Exercise directions:
Check each line of the data for "Returns" and select those that have it.

Data provided:
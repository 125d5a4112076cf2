//! Placeholder extraction and marker substitution.
//!
//! Translation values may embed runtime-substituted placeholders in three
//! surface syntaxes: `{name}`, `%count`, and `${var}`. Placeholders are
//! opaque: they are never sent to the translation backend and must come back
//! verbatim and in their original order.

use std::sync::LazyLock;

use regex::Regex;

/// Matches `{...}`, a `%`-prefixed word token, or `${...}`.
/// Alternatives are tried leftmost-first, matches are non-overlapping.
static PLACEHOLDER_REGEX: LazyLock<Regex> =
    LazyLock::new(|| Regex::new(r"\{[^}]+\}|%\w+|\$\{[^}]+\}").unwrap());

/// Extract all placeholders from `text`, in scan order.
///
/// # Examples
///
/// ```
/// use hanloc::placeholder::extract;
///
/// assert_eq!(extract("Hello {name}"), vec!["{name}"]);
/// assert_eq!(extract("%count of ${total}"), vec!["%count", "${total}"]);
/// assert!(extract("no placeholders here").is_empty());
/// ```
pub fn extract(text: &str) -> Vec<&str> {
    PLACEHOLDER_REGEX.find_iter(text).map(|m| m.as_str()).collect()
}

/// Whether the trimmed text is nothing but a single placeholder.
pub fn is_placeholder_only(text: &str) -> bool {
    let trimmed = text.trim();
    PLACEHOLDER_REGEX
        .find(trimmed)
        .is_some_and(|m| m.start() == 0 && m.end() == trimmed.len())
}

/// Replace each placeholder with a positional marker token.
///
/// Returns the masked text and the ordered original placeholders. Markers are
/// `__PLACEHOLDER_0__`, `__PLACEHOLDER_1__`, ... — tokens a translation
/// backend is expected to pass through untouched. Source text that already
/// contains a literal marker-like substring is an accepted limitation.
pub fn mask(text: &str) -> (String, Vec<String>) {
    let mut masked = String::with_capacity(text.len());
    let mut placeholders = Vec::new();
    let mut last_end = 0;

    for m in PLACEHOLDER_REGEX.find_iter(text) {
        masked.push_str(&text[last_end..m.start()]);
        masked.push_str(&marker(placeholders.len()));
        placeholders.push(m.as_str().to_string());
        last_end = m.end();
    }
    masked.push_str(&text[last_end..]);

    (masked, placeholders)
}

/// Substitute markers back with their original placeholders.
///
/// Restoration goes by marker identity, not by searching for the placeholder
/// text, so placeholders are restored exactly even when the backend rewrote
/// all surrounding prose.
pub fn restore(text: &str, placeholders: &[String]) -> String {
    let mut restored = text.to_string();
    for (index, placeholder) in placeholders.iter().enumerate() {
        restored = restored.replace(&marker(index), placeholder);
    }
    restored
}

fn marker(index: usize) -> String {
    format!("__PLACEHOLDER_{}__", index)
}
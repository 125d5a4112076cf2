//! Text translation through a chat-completion backend.
//!
//! The [`Translator`] decides whether a value is prose worth translating,
//! shields placeholders behind positional markers, and falls back to the
//! original text whenever the backend fails. The backend itself sits behind
//! the [`TranslationBackend`] trait so tests (and future backends) can swap
//! the HTTP client out.

use std::time::Duration;

use anyhow::{Context, Result};
use serde::{Deserialize, Serialize};
use tracing::{debug, warn};

use crate::placeholder;
use crate::utils::is_all_upper_case;

/// Instruction sent as the system message on every request.
pub const SYSTEM_PROMPT: &str =
    "Translate English to Chinese. Return only the translation, no explanation.";

const REQUEST_TIMEOUT: Duration = Duration::from_secs(30);
const TEMPERATURE: f32 = 0.3;
const MAX_TOKENS: u32 = 2048;

/// A backend that turns English text into Chinese text.
pub trait TranslationBackend {
    fn translate(&self, text: &str) -> Result<String>;
}

#[derive(Serialize)]
struct ChatRequest<'a> {
    model: &'a str,
    messages: Vec<ChatMessage<'a>>,
    temperature: f32,
    max_tokens: u32,
}

#[derive(Serialize)]
struct ChatMessage<'a> {
    role: &'a str,
    content: &'a str,
}

#[derive(Deserialize)]
struct ChatResponse {
    choices: Vec<ChatChoice>,
}

#[derive(Deserialize)]
struct ChatChoice {
    message: ChatChoiceMessage,
}

#[derive(Deserialize)]
struct ChatChoiceMessage {
    content: String,
}

/// Blocking HTTP client for an OpenAI-style chat-completion endpoint.
pub struct ChatCompletionClient {
    client: reqwest::blocking::Client,
    endpoint: String,
    api_key: String,
    model: String,
}

impl ChatCompletionClient {
    pub fn new(endpoint: &str, api_key: &str, model: &str) -> Result<Self> {
        let client = reqwest::blocking::Client::builder()
            .timeout(REQUEST_TIMEOUT)
            .build()
            .context("Failed to build HTTP client")?;

        Ok(Self {
            client,
            endpoint: endpoint.to_string(),
            api_key: api_key.to_string(),
            model: model.to_string(),
        })
    }
}

impl TranslationBackend for ChatCompletionClient {
    fn translate(&self, text: &str) -> Result<String> {
        let request = ChatRequest {
            model: &self.model,
            messages: vec![
                ChatMessage {
                    role: "system",
                    content: SYSTEM_PROMPT,
                },
                ChatMessage {
                    role: "user",
                    content: text,
                },
            ],
            temperature: TEMPERATURE,
            max_tokens: MAX_TOKENS,
        };

        let response = self
            .client
            .post(&self.endpoint)
            .bearer_auth(&self.api_key)
            .json(&request)
            .send()
            .context("Translation request failed")?
            .error_for_status()
            .context("Translation backend returned an error status")?;

        let body: ChatResponse = response
            .json()
            .context("Failed to parse translation response")?;

        let content = body
            .choices
            .first()
            .map(|choice| choice.message.content.trim().to_string())
            .context("Translation response contained no choices")?;

        Ok(content)
    }
}

/// Placeholder-preserving translation pipeline over a backend.
pub struct Translator<B> {
    backend: B,
}

impl<B: TranslationBackend> Translator<B> {
    pub fn new(backend: B) -> Self {
        Self { backend }
    }

    /// Translate one string value.
    ///
    /// Values that are not prose (placeholders, code constants, texts shorter
    /// than two non-whitespace characters) are returned unchanged without a
    /// backend call. A backend failure is logged and also yields the original
    /// text: one bad string never fails a batch.
    pub fn translate(&self, text: &str) -> String {
        if !is_prose(text) {
            return text.to_string();
        }

        let (masked, placeholders) = placeholder::mask(text);
        let outbound = if placeholders.is_empty() {
            text
        } else {
            masked.as_str()
        };

        match self.backend.translate(outbound) {
            Ok(translated) => {
                debug!("Translated {:?} -> {:?}", text, translated);
                placeholder::restore(&translated, &placeholders)
            }
            Err(err) => {
                warn!("Translation failed for {:?}: {:#}", text, err);
                text.to_string()
            }
        }
    }
}

/// Whether a value is natural-language text rather than a placeholder or a
/// code token.
fn is_prose(text: &str) -> bool {
    let trimmed = text.trim();
    if trimmed.chars().count() < 2 {
        return false;
    }
    if placeholder::is_placeholder_only(trimmed) {
        return false;
    }
    if text.starts_with('{') || text.starts_with('%') || text.starts_with("${") {
        return false;
    }
    !is_all_upper_case(text)
}
use std::process::ExitCode;

/// Exit status for CLI commands.
///
/// - `Success` (0): Command completed, nothing went wrong
/// - `Failure` (1): Command completed but some work failed or was not done
///   (per-component errors, missing components root, config file exists)
/// - `Error` (2): Command failed outright (bad config, rejected credential)
#[derive(Copy, Clone, Debug, PartialEq, Eq)]
pub enum ExitStatus {
    /// Command completed, nothing went wrong.
    Success,
    /// Command completed but some work failed or was not done.
    Failure,
    /// Command failed outright (bad config, rejected credential).
    Error,
}

impl From<ExitStatus> for ExitCode {
    fn from(status: ExitStatus) -> Self {
        match status {
            ExitStatus::Success => ExitCode::from(0),
            ExitStatus::Failure => ExitCode::from(1),
            ExitStatus::Error => ExitCode::from(2),
        }
    }
}
use std::{
    fs,
    path::{Path, PathBuf},
};

use anyhow::{Context, Result};
use serde_json::Value;
use tempfile::TempDir;


/// Test fixture for MCP integration tests
///
/// Manages a temporary Home-Assistant-like project with a custom_components/
/// directory.
pub struct McpTestFixture {
    _temp_dir: TempDir,
    project_root: PathBuf,
}

impl McpTestFixture {
    /// Create an empty test project
    pub fn new() -> Result<Self> {
        let temp_dir = TempDir::new()?;
        let project_root = temp_dir.path().canonicalize()?;

        fs::create_dir_all(project_root.join("custom_components"))?;

        Ok(Self {
            _temp_dir: temp_dir,
            project_root,
        })
    }

    /// Write a component's translations/en.json under custom_components/
    pub fn write_component(&self, name: &str, en: &Value) -> Result<()> {
        let dir = self
            .project_root
            .join("custom_components")
            .join(name)
            .join("translations");
        fs::create_dir_all(&dir)?;
        let json_str = serde_json::to_string_pretty(en)
            .with_context(|| format!("Failed to serialize en.json for component: {}", name))?;
        fs::write(dir.join("en.json"), format!("{}\n", json_str))
            .with_context(|| format!("Failed to write en.json for component: {}", name))?;
        Ok(())
    }

    /// Read a component's translations/zh-Hans.json
    pub fn read_target_file(&self, name: &str) -> Result<Value> {
        let path = self
            .project_root
            .join("custom_components")
            .join(name)
            .join("translations")
            .join("zh-Hans.json");
        let content = fs::read_to_string(&path)
            .with_context(|| format!("Failed to read target file: {}", path.display()))?;
        serde_json::from_str(&content)
            .with_context(|| format!("Failed to parse JSON from: {}", path.display()))
    }

    /// Whether a component's zh-Hans.json exists
    pub fn has_target_file(&self, name: &str) -> bool {
        self.project_root
            .join("custom_components")
            .join(name)
            .join("translations")
            .join("zh-Hans.json")
            .is_file()
    }

    /// Write a .hanlocrc.json config file
    pub fn write_config(&self, content: &Value) -> Result<()> {
        let path = self.project_root.join(".hanlocrc.json");
        let json_str = serde_json::to_string_pretty(content)?;
        fs::write(&path, format!("{}\n", json_str))?;
        Ok(())
    }

    /// Get the project root path as a string (for MCP parameters)
    pub fn root(&self) -> String {
        self.project_root.to_string_lossy().to_string()
    }

    /// Get the project root path as a Path reference
    pub fn root_path(&self) -> &Path {
        &self.project_root
    }
}

/// Extract JSON value from a successful CallToolResult
///
/// Panics if the result indicates an error or cannot be parsed
pub fn extract_tool_result_json(result: &rmcp::model::CallToolResult) -> Value {
    if let Some(true) = result.is_error {
        panic!("Tool call returned an error: {:?}", result);
    }

    assert!(!result.content.is_empty(), "Tool result should have content");

    let content_item = &result.content[0];
    let text_content = content_item
        .as_text()
        .expect("Tool result content should be text");

    serde_json::from_str(&text_content.text).expect("Tool result should be valid JSON")
}
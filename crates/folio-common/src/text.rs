//! Whitespace classes.
//!
//! Two notions of "space" are in play and mixing them up breaks round-trips:
//! ASCII whitespace is what HTML collapses, while Unicode whitespace
//! (including U+00A0 NO-BREAK SPACE) is what decides whether a block is blank.

/// [§ 4.6 ASCII whitespace](https://infra.spec.whatwg.org/#ascii-whitespace)
///
/// "ASCII whitespace is U+0009 TAB, U+000A LF, U+000C FF, U+000D CR,
/// or U+0020 SPACE."
#[must_use]
pub const fn is_ascii_whitespace(c: char) -> bool {
    matches!(c, '\t' | '\n' | '\x0C' | '\r' | ' ')
}

/// True when `text` has nothing a reader would see.
///
/// `&nbsp;`-only paragraphs count as blank: word processors use them to
/// encode empty lines.
#[must_use]
pub fn is_blank(text: &str) -> bool {
    text.chars().all(char::is_whitespace)
}

/// Collapse every run of ASCII whitespace into one space and trim both ends.
#[must_use]
pub fn collapse_whitespace(text: &str) -> String {
    let mut out = String::with_capacity(text.len());
    let mut pending_space = false;
    for c in text.chars() {
        if is_ascii_whitespace(c) {
            pending_space = !out.is_empty();
        } else {
            if pending_space {
                out.push(' ');
                pending_space = false;
            }
            out.push(c);
        }
    }
    out
}

/// Normalize preformatted text line by line.
///
/// Each line has its ASCII whitespace collapsed and trimmed; line breaks
/// survive, leading and trailing blank lines do not.
#[must_use]
pub fn normalize_lines(text: &str) -> String {
    let lines: Vec<String> = text.split('\n').map(collapse_whitespace).collect();
    let first = lines.iter().position(|l| !l.is_empty());
    let last = lines.iter().rposition(|l| !l.is_empty());
    match (first, last) {
        (Some(first), Some(last)) => lines[first..=last].join("\n"),
        _ => String::new(),
    }
}
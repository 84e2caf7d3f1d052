//! Tests for editing sessions.

use folio_document::{Block, EditorConfig, InlineRun, LOG_TARGET, Session};

/// Helper to start a session with default configuration
fn session(html: &str) -> Session {
    Session::load(html, EditorConfig::default())
}

#[test]
fn test_load_normalizes_without_pending_output() {
    let mut session = session("<h2>Pool Hours</h2><p>9am to 6pm</p>");
    assert_eq!(session.document().len(), 2);
    assert_eq!(session.html(), "<p>Pool Hours</p><p>9am to 6pm</p>");
    assert!(!session.has_pending());
    assert_eq!(session.take_pending(), None);
}

#[test]
fn test_edit_produces_pending_html_once() {
    let mut session = session("<p>9am to 6pm</p>");
    session.edit(|doc| doc.push(Block::paragraph("Towels at the desk")));
    assert_eq!(
        session.take_pending().as_deref(),
        Some("<p>9am to 6pm</p><p>Towels at the desk</p>")
    );
    assert_eq!(session.take_pending(), None);
}

#[test]
fn test_edit_without_change_is_not_pending() {
    let mut session = session("<p>same</p>");
    let len = session.edit(|doc| doc.len());
    assert_eq!(len, 1);
    assert!(!session.has_pending());
}

#[test]
fn test_rapid_edits_keep_only_latest_html() {
    let mut session = session("");
    for n in 1..=3 {
        session.edit(|doc| doc.push(Block::paragraph(&n.to_string())));
    }
    assert_eq!(
        session.take_pending().as_deref(),
        Some("<p>1</p><p>2</p><p>3</p>")
    );
}

#[test]
fn test_edit_result_is_returned() {
    let mut session = session("<p>a</p>");
    let result = session.edit(|doc| doc.remove(5));
    assert!(result.is_err());
    assert!(!session.has_pending());
}

#[test]
fn test_in_place_edit_is_detected() {
    let mut session = session("<p>Pool</p>");
    session.edit(|doc| {
        if let Some(Block::Paragraph { inline }) = doc.get_mut(0) {
            *inline = InlineRun::plain("Pool and spa");
        }
    });
    assert_eq!(session.html(), "<p>Pool and spa</p>");
    assert!(session.has_pending());
}

#[test]
fn test_reload_discards_tree_and_pending() {
    let mut session = session("<p>old</p>");
    session.edit(|doc| doc.push(Block::Empty));
    session.reload("<p>new</p>");
    assert!(!session.has_pending());
    assert_eq!(session.into_document().into_blocks(), vec![Block::paragraph("new")]);
}

#[test]
fn test_config_shapes_output() {
    let config = EditorConfig::from_json(r#"{"serialize": {"headings": "preserve"}}"#).unwrap();
    let session = Session::load("<h1>Welcome</h1>", config);
    assert_eq!(session.html(), "<h1>Welcome</h1>");
    assert!(matches!(session.document()[0], Block::Heading { .. }));
}

#[test]
fn test_sessions_keep_their_own_warnings() {
    let broken = session("<p>Spa</p><img alt=\"no source\">");
    assert!(broken.warnings().was_warned(LOG_TARGET, "img without src skipped"));

    let mut clean = session("<p>Spa</p><img alt=\"no source\">");
    clean.reload("<p>Gym</p>");
    assert!(clean.warnings().is_empty());
    assert!(broken.warnings().was_warned(LOG_TARGET, "img without src skipped"));
}
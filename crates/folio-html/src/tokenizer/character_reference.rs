//! Character reference states of the HTML tokenizer.
//!
//! [§ 13.2.5.72 Character reference state](https://html.spec.whatwg.org/multipage/parsing.html#character-reference-state)
//! through [§ 13.2.5.80 Numeric character reference end state](https://html.spec.whatwg.org/multipage/parsing.html#numeric-character-reference-end-state).

use super::core::{HtmlTokenizer, TokenizerState};
use super::named_character_references::{MAX_ENTITY_NAME_LEN, longest_entity_prefix};

/// [§ 13.2.5.80](https://html.spec.whatwg.org/multipage/parsing.html#numeric-character-reference-end-state)
///
/// "If the number is one of the numbers in the first column of the following
/// table, then find the row with that number in the first column, and set
/// the character reference code to the number in the second column."
///
/// Windows-1252 code points in the C1 range, which is what word processors
/// produce for curly quotes and dashes.
const C1_REPLACEMENTS: &[(u32, char)] = &[
    (0x80, '\u{20AC}'),
    (0x82, '\u{201A}'),
    (0x83, '\u{0192}'),
    (0x84, '\u{201E}'),
    (0x85, '\u{2026}'),
    (0x86, '\u{2020}'),
    (0x87, '\u{2021}'),
    (0x88, '\u{02C6}'),
    (0x89, '\u{2030}'),
    (0x8A, '\u{0160}'),
    (0x8B, '\u{2039}'),
    (0x8C, '\u{0152}'),
    (0x8E, '\u{017D}'),
    (0x91, '\u{2018}'),
    (0x92, '\u{2019}'),
    (0x93, '\u{201C}'),
    (0x94, '\u{201D}'),
    (0x95, '\u{2022}'),
    (0x96, '\u{2013}'),
    (0x97, '\u{2014}'),
    (0x98, '\u{02DC}'),
    (0x99, '\u{2122}'),
    (0x9A, '\u{0161}'),
    (0x9B, '\u{203A}'),
    (0x9C, '\u{0153}'),
    (0x9E, '\u{017E}'),
    (0x9F, '\u{0178}'),
];

/// Ceiling for the accumulated code; anything above is out of range anyway.
const CODE_CEILING: u32 = 0x11_0000;

impl HtmlTokenizer {
    /// Returns true if the return state is an attribute value state.
    /// "consumed as part of an attribute"
    pub(super) const fn is_consumed_as_part_of_attribute(&self) -> bool {
        matches!(
            self.return_state,
            Some(
                TokenizerState::AttributeValueDoubleQuoted
                    | TokenizerState::AttributeValueSingleQuoted
                    | TokenizerState::AttributeValueUnquoted
            )
        )
    }

    /// "Flush code points consumed as a character reference"
    ///
    /// "If the character reference was consumed as part of an attribute,
    /// then append each character to the current attribute's value.
    /// Otherwise, emit each character as a character token."
    pub(super) fn flush_code_points_consumed_as_character_reference(&mut self) {
        let buffer = std::mem::take(&mut self.temporary_buffer);
        self.flush_str(&buffer);
    }

    fn flush_str(&mut self, text: &str) {
        if self.is_consumed_as_part_of_attribute() {
            for c in text.chars() {
                self.append_to_attribute_value(c);
            }
        } else {
            for c in text.chars() {
                self.emit_character_token(c);
            }
        }
    }

    /// [§ 13.2.5.72 Character reference state](https://html.spec.whatwg.org/multipage/parsing.html#character-reference-state)
    pub(super) fn handle_character_reference_state(&mut self) {
        // "Set the temporary buffer to the empty string. Append a U+0026
        // AMPERSAND (&) character to the temporary buffer."
        self.temporary_buffer.clear();
        self.temporary_buffer.push('&');

        match self.current_input_character {
            // "ASCII alphanumeric: Reconsume in the named character reference state."
            Some(c) if c.is_ascii_alphanumeric() => {
                self.reconsume_in(TokenizerState::NamedCharacterReference);
            }
            // "U+0023 NUMBER SIGN (#): Append the current input character to the
            // temporary buffer. Switch to the numeric character reference state."
            Some('#') => {
                self.temporary_buffer.push('#');
                self.switch_to(TokenizerState::NumericCharacterReference);
            }
            // "Anything else: Flush code points consumed as a character
            // reference. Reconsume in the return state."
            _ => {
                self.flush_code_points_consumed_as_character_reference();
                self.reconsume_in_return_state();
            }
        }
    }

    /// [§ 13.2.5.73 Named character reference state](https://html.spec.whatwg.org/multipage/parsing.html#named-character-reference-state)
    ///
    /// "Consume the maximum number of characters possible, where the consumed
    /// characters are one of the identifiers in the first column of the named
    /// character references table."
    ///
    /// The match is found by lookahead over the alphanumeric run instead of
    /// one character per loop iteration.
    pub(super) fn handle_named_character_reference_state(&mut self) {
        self.step_back();

        let mut candidate = String::new();
        while candidate.len() < MAX_ENTITY_NAME_LEN {
            match self.peek_codepoint(candidate.len()) {
                Some(c) if c.is_ascii_alphanumeric() => candidate.push(c),
                Some(';') => {
                    candidate.push(';');
                    break;
                }
                _ => break,
            }
        }

        let Some((name, replacement)) = longest_entity_prefix(&candidate) else {
            // "Otherwise: Flush code points consumed as a character reference.
            // Switch to the ambiguous ampersand state."
            self.flush_code_points_consumed_as_character_reference();
            self.switch_to(TokenizerState::AmbiguousAmpersand);
            return;
        };
        self.consume_string(name);
        let ends_with_semicolon = name.ends_with(';');

        // "If the character reference was consumed as part of an attribute, and
        // the last character matched is not a U+003B SEMICOLON character (;), and
        // the next input character is either a U+003D EQUALS SIGN character (=) or
        // an ASCII alphanumeric, then, for historical reasons, flush code points
        // consumed as a character reference and switch to the return state."
        if self.is_consumed_as_part_of_attribute()
            && !ends_with_semicolon
            && self
                .peek_codepoint(0)
                .is_some_and(|c| c == '=' || c.is_ascii_alphanumeric())
        {
            self.temporary_buffer.push_str(name);
            self.flush_code_points_consumed_as_character_reference();
            self.switch_to_return_state();
            return;
        }

        // "If the last character matched is not a U+003B SEMICOLON character (;),
        // then this is a missing-semicolon-after-character-reference parse error."
        if !ends_with_semicolon {
            self.parse_error("missing-semicolon-after-character-reference");
        }

        // "Set the temporary buffer to the empty string. Append one or two
        // characters corresponding to the character reference name to the
        // temporary buffer. Flush code points consumed as a character
        // reference. Switch to the return state."
        self.temporary_buffer.clear();
        self.temporary_buffer.push_str(replacement);
        self.flush_code_points_consumed_as_character_reference();
        self.switch_to_return_state();
    }

    /// [§ 13.2.5.74 Ambiguous ampersand state](https://html.spec.whatwg.org/multipage/parsing.html#ambiguous-ampersand-state)
    pub(super) fn handle_ambiguous_ampersand_state(&mut self) {
        match self.current_input_character {
            // "ASCII alphanumeric: If the character reference was consumed as part
            // of an attribute, then append the current input character to the
            // current attribute's value. Otherwise, emit the current input
            // character as a character token."
            Some(c) if c.is_ascii_alphanumeric() => {
                let mut buf = [0; 4];
                self.flush_str(c.encode_utf8(&mut buf));
            }
            // "U+003B SEMICOLON (;): This is an unknown-named-character-reference
            // parse error. Reconsume in the return state."
            Some(';') => {
                self.parse_error("unknown-named-character-reference");
                self.reconsume_in_return_state();
            }
            _ => self.reconsume_in_return_state(),
        }
    }

    /// [§ 13.2.5.75 Numeric character reference state](https://html.spec.whatwg.org/multipage/parsing.html#numeric-character-reference-state)
    pub(super) fn handle_numeric_character_reference_state(&mut self) {
        // "Set the character reference code to zero (0)."
        self.character_reference_code = 0;

        match self.current_input_character {
            // "U+0078 LATIN SMALL LETTER X / U+0058 LATIN CAPITAL LETTER X:
            // Append the current input character to the temporary buffer.
            // Switch to the hexadecimal character reference start state."
            Some(c @ ('x' | 'X')) => {
                self.temporary_buffer.push(c);
                self.switch_to(TokenizerState::HexadecimalCharacterReferenceStart);
            }
            // "Anything else: Reconsume in the decimal character reference start state."
            _ => self.reconsume_in(TokenizerState::DecimalCharacterReferenceStart),
        }
    }

    /// [§ 13.2.5.76 Hexadecimal character reference start state](https://html.spec.whatwg.org/multipage/parsing.html#hexadecimal-character-reference-start-state)
    pub(super) fn handle_hexadecimal_character_reference_start_state(&mut self) {
        match self.current_input_character {
            Some(c) if c.is_ascii_hexdigit() => {
                self.reconsume_in(TokenizerState::HexadecimalCharacterReference);
            }
            // "Anything else: This is an absence-of-digits-in-numeric-character-reference
            // parse error. Flush code points consumed as a character reference.
            // Reconsume in the return state."
            _ => {
                self.parse_error("absence-of-digits-in-numeric-character-reference");
                self.flush_code_points_consumed_as_character_reference();
                self.reconsume_in_return_state();
            }
        }
    }

    /// [§ 13.2.5.77 Decimal character reference start state](https://html.spec.whatwg.org/multipage/parsing.html#decimal-character-reference-start-state)
    pub(super) fn handle_decimal_character_reference_start_state(&mut self) {
        match self.current_input_character {
            Some(c) if c.is_ascii_digit() => {
                self.reconsume_in(TokenizerState::DecimalCharacterReference);
            }
            _ => {
                self.parse_error("absence-of-digits-in-numeric-character-reference");
                self.flush_code_points_consumed_as_character_reference();
                self.reconsume_in_return_state();
            }
        }
    }

    /// [§ 13.2.5.78 Hexadecimal character reference state](https://html.spec.whatwg.org/multipage/parsing.html#hexadecimal-character-reference-state)
    pub(super) fn handle_hexadecimal_character_reference_state(&mut self) {
        match self.current_input_character {
            // "Multiply the character reference code by 16. Add a numeric
            // version of the current input character to the character
            // reference code."
            Some(c) if c.is_ascii_hexdigit() => {
                let digit = c.to_digit(16).unwrap_or(0);
                self.accumulate_code(16, digit);
            }
            // "U+003B SEMICOLON: Switch to the numeric character reference end state."
            Some(';') => {
                self.finish_numeric_character_reference();
                self.switch_to_return_state();
            }
            // "Anything else: This is a missing-semicolon-after-character-reference
            // parse error. Reconsume in the numeric character reference end state."
            _ => {
                self.parse_error("missing-semicolon-after-character-reference");
                self.finish_numeric_character_reference();
                self.reconsume_in_return_state();
            }
        }
    }

    /// [§ 13.2.5.79 Decimal character reference state](https://html.spec.whatwg.org/multipage/parsing.html#decimal-character-reference-state)
    pub(super) fn handle_decimal_character_reference_state(&mut self) {
        match self.current_input_character {
            Some(c) if c.is_ascii_digit() => {
                let digit = c.to_digit(10).unwrap_or(0);
                self.accumulate_code(10, digit);
            }
            Some(';') => {
                self.finish_numeric_character_reference();
                self.switch_to_return_state();
            }
            _ => {
                self.parse_error("missing-semicolon-after-character-reference");
                self.finish_numeric_character_reference();
                self.reconsume_in_return_state();
            }
        }
    }

    const fn accumulate_code(&mut self, radix: u32, digit: u32) {
        let code = self
            .character_reference_code
            .saturating_mul(radix)
            .saturating_add(digit);
        self.character_reference_code = if code > CODE_CEILING {
            CODE_CEILING
        } else {
            code
        };
    }

    /// [§ 13.2.5.80 Numeric character reference end state](https://html.spec.whatwg.org/multipage/parsing.html#numeric-character-reference-end-state)
    ///
    /// Runs inline instead of as a separate state: it consumes nothing.
    fn finish_numeric_character_reference(&mut self) {
        let code = self.character_reference_code;
        let replacement = match code {
            // "If the number is 0x00, then this is a null-character-reference
            // parse error. Set the character reference code to 0xFFFD."
            0 => {
                self.parse_error("null-character-reference");
                char::REPLACEMENT_CHARACTER
            }
            // "If the number is greater than 0x10FFFF, then this is a
            // character-reference-outside-unicode-range parse error."
            c if c > 0x10_FFFF => {
                self.parse_error("character-reference-outside-unicode-range");
                char::REPLACEMENT_CHARACTER
            }
            // "If the number is a surrogate, then this is a
            // surrogate-character-reference parse error."
            0xD800..=0xDFFF => {
                self.parse_error("surrogate-character-reference");
                char::REPLACEMENT_CHARACTER
            }
            0x80..=0x9F => {
                self.parse_error("control-character-reference");
                C1_REPLACEMENTS
                    .iter()
                    .find(|(from, _)| *from == code)
                    .map_or_else(
                        || char::from_u32(code).unwrap_or(char::REPLACEMENT_CHARACTER),
                        |(_, to)| *to,
                    )
            }
            c => char::from_u32(c).unwrap_or(char::REPLACEMENT_CHARACTER),
        };

        // "Set the temporary buffer to the empty string. Append a code point
        // equal to the character reference code to the temporary buffer.
        // Flush code points consumed as a character reference."
        self.temporary_buffer.clear();
        self.temporary_buffer.push(replacement);
        self.flush_code_points_consumed_as_character_reference();
    }
}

Task answer:
/// Returns the masked text and the ordered original placeholders. Markers are
    /// Returns true if the return state is an attribute value state.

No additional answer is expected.